Immune cell therapy inducing complete remission in some cancer patients and improved t-cell therapy could work for most patients

After a long, intense pursuit, researchers are close to bringing to market a daring new treatment: cell therapy that turbocharges the immune system to fight cancer.

It was 1968. Dr. Rosenberg witnessed an extraordinary case in which a patient’s immune system had vanquished cancer. Hoping there was an elixir in the man’s blood, Dr. Rosenberg got permission to transfuse some of it into a patient dying of stomach cancer. The effort failed. But it was the beginning of a lifelong quest.

Now, versions of the therapy for a limited number of blood cancers are nearing approval by federal regulators, and could reach the market as early as next year.

The technique, known as cell therapy, gives each patient an individualized and souped-up version of their own immune system, one that “works better than nature made it,” as Dr. June puts it.

The patient’s T-cells, the soldiers of the immune system, are extracted from the patient’s blood, then genetically engineered to recognize and destroy cancer. The redesigned cells are multiplied in the laboratory, and millions or billions of them are put back into the patient’s bloodstream, set loose like a vast army of tumor assassins.

This is an unusual pharmaceutical — a drug that is alive and can multiply once inside the body. Dr. June calls these cells “serial killers.” A single one can destroy up to 100,000 cancer cells.

The killer cells are genetically engineered to produce a complex protein, an amalgam of pieces from different parts of the immune system that is unlike anything seen before.

This radical, science-fiction like therapy differs sharply from the more established type of immunotherapy, developed by other researchers. Those off-the-shelf drugs, known as checkpoint inhibitors, release a molecular brake on the immune system, freeing it to fight the cancer much as it fights infections by bacteria or viruses.

Cell therapy, in contrast, is brewed specially for each patient, one of the many challenges the field faces in broadening its use. So far, the number of patients treated with cell therapy is in the hundreds, not thousands. And for now it works only for certain types of blood cancers, not common malignancies like breast and lung cancer. Researchers are also still working out how to control potentially lethal side effects. Just recently, a clinical trial was briefly halted after three patients died of brain swelling.

Still, cell therapy has produced complete remissions in some patients who were out of treatment options, stirring excitement among doctors and patients and setting off a race among companies to bring the treatments to market.

New approaches might allow cell therapy to be used for most patients.

Many other improvements are on the runway.

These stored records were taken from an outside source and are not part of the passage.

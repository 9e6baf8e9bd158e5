use std::path::PathBuf;
use std::sync::RwLock;

use actix_cors::Cors;
use actix_web::{get, put, web, App, HttpResponse, HttpServer, Responder};

use clap::Parser;
use log::{info, warn};
use serde::Deserialize;
use rs_chain_core::io::{join_words, read_words, split_words};
use rs_chain_core::{ChainError, ChainModel, Generator, StartSeed};

/// Command line configuration of the server
#[derive(Parser, Debug)]
#[command(author, version, about = "HTTP front-end for a word-level Markov chain")]
struct Args {
	/// Address to bind to
	#[arg(long, default_value = "127.0.0.1")]
	host: String,

	/// Port to listen on
	#[arg(long, default_value_t = 5000)]
	port: u16,

	/// Order of the initial model
	#[arg(long, default_value_t = 2)]
	order: usize,

	/// Corpus file to train the initial model on
	#[arg(long)]
	corpus: Option<PathBuf>,

	/// Largest `length` accepted by `/v1/generate`
	#[arg(long, default_value_t = 10_000)]
	max_length: usize,
}

/// Struct representing query parameters for the `/v1/generate` endpoint
#[derive(Deserialize)]
struct GenerateParams {
	length: Option<usize>,
	sentences: Option<bool>,
	seed: Option<String> // -> random or custom:<words>
}

#[derive(Deserialize)]
struct ResetQuery {
	order: Option<usize>
}

/// Request limits, fixed at startup.
struct Limits {
	max_length: usize
}

/// Model shared by every worker.
///
/// Training and reset take the write lock, generation and stats the read lock.
struct SharedData {
	model: ChainModel
}

impl GenerateParams {
	/// Determines the starting seed strategy for the walk.
	fn start_seed(&self) -> Result<StartSeed<String>, String> {
		match &self.seed {
			None => Ok(StartSeed::Random),
			Some(s) if s.to_lowercase() == "random" => Ok(StartSeed::Random),
			Some(s) if s.to_lowercase().starts_with("custom:") => {
				let words = split_words(&s["custom:".len()..]);
				if words.is_empty() {
					Err("Custom seed cannot be empty".into())
				} else {
					Ok(StartSeed::Custom(words))
				}
			}
			Some(_) => Err("Seed must be 'random' or start with 'custom:'".into()),
		}
	}
}

/// Maps a model error to an HTTP response.
fn error_response(error: ChainError) -> HttpResponse {
	match error {
		ChainError::InvalidOrder(_) | ChainError::InvalidContext { .. } => {
			HttpResponse::BadRequest().body(error.to_string())
		}
		ChainError::EmptyModel { .. } | ChainError::NoSentenceStart { .. } | ChainError::NoSequenceStart { .. } => {
			HttpResponse::Conflict().body(error.to_string())
		}
		ChainError::OrderMismatch { .. } => HttpResponse::InternalServerError().body(error.to_string()),
	}
}

/// HTTP GET endpoint `/v1/generate`
///
/// Walks the shared model based on query parameters.
/// Returns the generated words, space separated, as the response body.
#[get("/v1/generate")]
async fn get_generated(
	data: web::Data<RwLock<SharedData>>,
	limits: web::Data<Limits>,
	query: web::Query<GenerateParams>,
) -> impl Responder {
	let length = query.length.unwrap_or(30);
	let sentences = query.sentences.unwrap_or(false);

	// Checked before locking, a long walk would hold the read lock
	if length > limits.max_length {
		return HttpResponse::BadRequest().body(format!("length must be <= {}", limits.max_length));
	}

	let start_seed = match query.start_seed() {
		Ok(s) => s,
		Err(e) => return HttpResponse::BadRequest().body(e)
	};

	let shared_data = match data.read() {
		Ok(m) => m,
		Err(_) => return HttpResponse::InternalServerError().body("Model lock failed"),
	};

	let mut generator = Generator::new(&shared_data.model);
	let result = if sentences {
		if start_seed != StartSeed::Random {
			return HttpResponse::BadRequest().body("Sentence generation picks its own seed");
		}
		generator.generate_sentences(length)
	} else {
		generator.generate_with(&start_seed, length)
	};

	match result {
		Ok(words) => HttpResponse::Ok().body(join_words(&words)),
		Err(e) => error_response(e),
	}
}

/// HTTP PUT endpoint `/v1/train`
///
/// Tokenizes the plain text body and adds it to the shared model.
#[put("/v1/train")]
async fn put_train(data: web::Data<RwLock<SharedData>>, body: String) -> impl Responder {
	let tokens = split_words(&body);

	let mut shared_data = match data.write() {
		Ok(m) => m,
		Err(_) => return HttpResponse::InternalServerError().body("Model lock failed"),
	};

	match shared_data.model.train_parallel(&tokens) {
		Ok(_) => {
			info!("trained on {} tokens, {} contexts", tokens.len(), shared_data.model.len());
			HttpResponse::Ok().body(format!("Trained on {} tokens", tokens.len()))
		}
		Err(e) => error_response(e),
	}
}

/// HTTP PUT endpoint `/v1/reset`
///
/// Replaces the shared model with an empty one, optionally of another order.
#[put("/v1/reset")]
async fn put_reset(data: web::Data<RwLock<SharedData>>, query: web::Query<ResetQuery>) -> impl Responder {
	let mut shared_data = match data.write() {
		Ok(m) => m,
		Err(_) => return HttpResponse::InternalServerError().body("Model lock failed"),
	};

	let order = query.order.unwrap_or(shared_data.model.order());
	match ChainModel::new(order) {
		Ok(model) => {
			shared_data.model = model;
			HttpResponse::Ok().body(format!("Model reset with order {order}"))
		}
		Err(e) => error_response(e),
	}
}

#[get("/v1/stats")]
async fn get_stats(data: web::Data<RwLock<SharedData>>) -> impl Responder {
	let shared_data = match data.read() {
		Ok(m) => m,
		Err(_) => return HttpResponse::InternalServerError().body("Model lock failed"),
	};
	HttpResponse::Ok().body(format!(
		"order: {}\ncontexts: {}",
		shared_data.model.order(),
		shared_data.model.len()
	))
}

/// Builds the initial model from the command line.
fn initial_model(args: &Args) -> Result<ChainModel, Box<dyn std::error::Error>> {
	let mut model = ChainModel::new(args.order)?;
	if let Some(path) = &args.corpus {
		let tokens = read_words(path)?;
		model.train_parallel(&tokens)?;
		info!("loaded {} ({} tokens, {} contexts)", path.display(), tokens.len(), model.len());
	} else {
		warn!("no corpus given, the model stays empty until PUT /v1/train");
	}
	Ok(model)
}

/// Main entry point for the server.
///
/// Builds the model, wraps it in a `RwLock` shared by all workers,
/// and starts an Actix-web HTTP server.
#[actix_web::main]
async fn main() -> Result<(), Box<dyn std::error::Error>> {
	env_logger::init();
	let args = Args::parse();

	let shared_data = SharedData {
		model: initial_model(&args)?,
	};
	let shared_model = web::Data::new(RwLock::new(shared_data));
	let limits = web::Data::new(Limits { max_length: args.max_length });

	info!("listening on {}:{}", args.host, args.port);
	HttpServer::new(move || {
		App::new()
			.wrap(Cors::default().allow_any_origin().allowed_methods(vec!["GET", "PUT"]))
			.app_data(shared_model.clone())
			.app_data(limits.clone())
			.service(get_generated)
			.service(put_train)
			.service(put_reset)
			.service(get_stats)
	})
		.bind((args.host.as_str(), args.port))?
		.run()
		.await?;

	Ok(())
}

Dr. Sadelain and Juno are working on “armored CARs” that not only bind to the target but produce immune-stimulating chemicals. Cellectis, a French company, has treated two babies with an off-the-shelf CAR treatment that does not require each patient’s cells to be processed. Bellicum Pharmaceuticals is working on genetic switches that dim or shut off the CAR if the treatment is endangering the patient.

“We’re in the Model T version of the CAR now,” said Dr. Levine, now the director of the cell production facility at the University of Pennsylvania. “What’s coming along are Google CARs and Tesla CARs.”